In this study, optimal weight design of a reinforced concrete beam subjected to various loading conditions is investigated. The purpose of the optimization is to attain the minimum weight design of the reinforced concrete beam under distributed and two-point loads. The design problem is handled under three different design load cases. The two-point loads are affected on beam-to-beam connection nodes of reinforced concrete beams. Thus, while the magnitudes of distributed load and two-points load are remained constant, the distances between two-points loads are taken as 2m, 3m and 4m, respectively. The width and height of the rectangular cross-section of the concrete beam, and the diameters of the longitudinal and confinement steel rebars are treated as design variables of the optimum design problem.

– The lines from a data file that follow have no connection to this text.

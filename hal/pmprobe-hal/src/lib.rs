//! pmprobe Hardware Abstraction Layer
//!
//! This crate defines the bus transport the PMBus transaction engine talks
//! to. The engine never constructs a bus itself; it is handed anything that
//! implements [`I2cBus`].
//!
//! # Architecture
//!
//! ```text
//! ┌─────────────────────────────────────────┐
//! │  pmprobe-core (transaction engine)      │
//! └─────────────────────────────────────────┘
//!                     │
//!                     ▼
//! ┌─────────────────────────────────────────┐
//! │  pmprobe-hal (this crate - I2cBus)      │
//! └─────────────────────────────────────────┘
//!                     │
//!         ┌───────────┴───────────┐
//!         ▼                       ▼
//! ┌───────────────┐       ┌───────────────┐
//! │  HalBus over  │       │  test doubles │
//! │ embedded-hal  │       │  (MockBus)    │
//! └───────────────┘       └───────────────┘
//! ```

#![no_std]
#![deny(unsafe_code)]

pub mod i2c;

pub use i2c::{BusError, HalBus, I2cBus, ScanResult, MAX_SCAN_RESULTS};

The design constraints of the optimization problem consist of the geometric constraints and necessities of the Turkish Requirements for Design and Construction of Reinforced Concrete Structures (TS500), and Turkish Building Earthquake Code (TBEC). As two novel metaheuristics, grey wolf (GW) and backtracking search (BS) optimization algorithms are selected as optimizers. Both algorithms are independently operated five times for three different design problems. Thus, the obtained results are examined statistically to compare in accordance with algorithmic performances. The optimal findings from optimization algorithms show that the GW algorithm is a little bit more robust on the exploitation phase, while the BS algorithm is stronger on the exploration phase. Moreover, it can be deducted from optimal beam designs that the GW algorithm is more viable to minimize reinforced concrete beam design.